The following two methods are often used to determine the seating channel:

①Average inversion (even concave method): for cases with many gaps and large inversions, the vertical seating channel should be used to average the inversion of each abutment tooth. The direction of the denture seating channel is basically the direction of the angular bisector of the intersection angle of the long axes of the abutment teeth at the front and back ends of the gap and the abutment teeth on both sides of the arch. If the long axis of the abutment teeth are parallel to each other, the direction of the seating channel and the direction of the long axis of the abutment teeth.

② Adjustment of inverted concave (concave method): is to make the gap between the two ends of the abutment teeth of the inverted concave properly concentrated in one end of the abutment teeth, resulting in a favorable inverted concave. Denture tilt in place, can be used to enhance the locking effect of denture retention.

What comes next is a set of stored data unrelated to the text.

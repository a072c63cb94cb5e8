// ABOUTME: Summary request, response and result payloads
// ABOUTME: Field names follow the remote API's snake_case JSON contract
//
// SPDX-License-Identifier: MIT OR Apache-2.0
// Copyright (c) 2025 LightRead

use serde::{Deserialize, Serialize};

use crate::constants::enum_names;

/// Body of `POST /summarize`.
///
/// `override_tone`/`override_difficulty` are only populated for pro-tier
/// accounts or for an explicit regenerate.
#[derive(Debug, Clone, PartialEq, Eq, Serialize)]
pub struct SummaryRequest {
    /// Trimmed, validated selection
    pub text: String,
    /// Page the selection came from
    #[serde(skip_serializing_if = "Option::is_none")]
    pub source_url: Option<String>,
    /// Preferred summary length from user settings
    #[serde(skip_serializing_if = "Option::is_none")]
    pub length: Option<String>,
    /// Tone override
    #[serde(rename = "override_tone", skip_serializing_if = "Option::is_none")]
    pub tone: Option<String>,
    /// Comprehension level override
    #[serde(rename = "override_difficulty", skip_serializing_if = "Option::is_none")]
    pub difficulty: Option<String>,
}

/// One quota counter reported by the server
#[derive(Debug, Clone, Copy, PartialEq, Eq, Serialize, Deserialize)]
pub struct UsageCounter {
    /// Amount used
    pub current: u64,
    /// Plan limit
    pub limit: u64,
}

/// Quota usage attached to a summarize response
#[derive(Debug, Clone, Copy, PartialEq, Eq, Serialize, Deserialize)]
pub struct UsageSnapshot {
    /// Summaries generated today
    pub daily_summaries: UsageCounter,
    /// Size of this request against the per-request text limit
    pub text_length: UsageCounter,
}

/// Successful `POST /summarize` body
#[derive(Debug, Clone, Deserialize)]
pub struct SummaryResponse {
    /// Generated summary
    pub summary: String,
    /// Quota usage after this request; unreadable usage is dropped, never fatal
    #[serde(default, deserialize_with = "crate::models::lenient")]
    pub usage: Option<UsageSnapshot>,
}

/// A summary ready for display.
///
/// Lives only as long as the overlay showing it; nothing persists it unless
/// the user asks to save.
#[derive(Debug, Clone, PartialEq, Eq, Serialize)]
pub struct SummaryResult {
    /// Generated summary
    pub summary: String,
    /// Page the selection came from
    pub source_url: Option<String>,
    /// Characters in the summarized text
    pub character_count: usize,
    /// Text that was summarized, kept for save and regenerate
    pub original_text: String,
    /// Quota usage reported with the summary
    #[serde(skip_serializing_if = "Option::is_none")]
    pub usage: Option<UsageSnapshot>,
}

/// Body of `POST /summaries/save`
#[derive(Debug, Clone, PartialEq, Eq, Serialize)]
pub struct SaveSummaryRequest {
    /// Summary text
    pub summary: String,
    /// Source page, `null` when the user opted out of saving URLs
    pub source_url: Option<String>,
    /// Characters in the original text
    pub character_count: usize,
    /// Summarized text
    pub original_text: String,
}

impl SaveSummaryRequest {
    /// Build the save payload, honouring the `save_source_url` preference
    #[must_use]
    pub fn from_result(result: &SummaryResult, keep_source_url: bool) -> Self {
        Self {
            summary: result.summary.clone(),
            source_url: result.source_url.clone().filter(|_| keep_source_url),
            character_count: result.character_count,
            original_text: result.original_text.clone(),
        }
    }
}

/// One enumeration returned by the options endpoint
#[derive(Debug, Clone, PartialEq, Eq, Deserialize)]
pub struct EnumOption {
    /// Enumeration name, e.g. `summary_tone`
    pub enum_name: String,
    /// Allowed values
    #[serde(default)]
    pub enum_values: Vec<String>,
}

/// Choices offered by the pro regenerate controls
#[derive(Debug, Clone, Default, PartialEq, Eq, Serialize)]
pub struct SummaryOptions {
    /// Allowed tone overrides
    pub tones: Vec<String>,
    /// Allowed difficulty overrides
    pub difficulties: Vec<String>,
}

impl SummaryOptions {
    /// Pick tone and difficulty lists out of the raw enumerations
    #[must_use]
    pub fn from_enums(enums: &[EnumOption]) -> Self {
        let values_of = |name: &str| {
            enums
                .iter()
                .find(|option| option.enum_name == name)
                .map(|option| option.enum_values.clone())
                .unwrap_or_default()
        };
        Self {
            tones: values_of(enum_names::SUMMARY_TONE),
            difficulties: values_of(enum_names::SUMMARY_DIFFICULTY),
        }
    }
}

Most of the missing anterior teeth are tilted backward, and the denture is inclined from front to back, which not only eliminates the inversion of the alveolar ridge labial tissue and reduces the gap between the artificial anterior teeth and the distal neighboring teeth for the benefit of aesthetics, but also concentrates the inversion of retention in the posterior abutment teeth, which is conducive to the placement of retention clips.

The model is generally tilted forward and the denture is positioned diagonally from back to front in the case of free missing posterior teeth.

(2) Determine the position of the guide plane of the remaining teeth.

(3) Determine the hard and soft tissue inversions. This includes the location and depth of available retentive inversions on the abutment teeth and unfavorable inversions that should be adjusted, avoided, or eliminated.

(4) Assist in the development of a restorative treatment plan. Denture design, restorative preparation of tissue morphology modification, residual teeth shape grinding, restoration, abutment preparation should be based on model observation.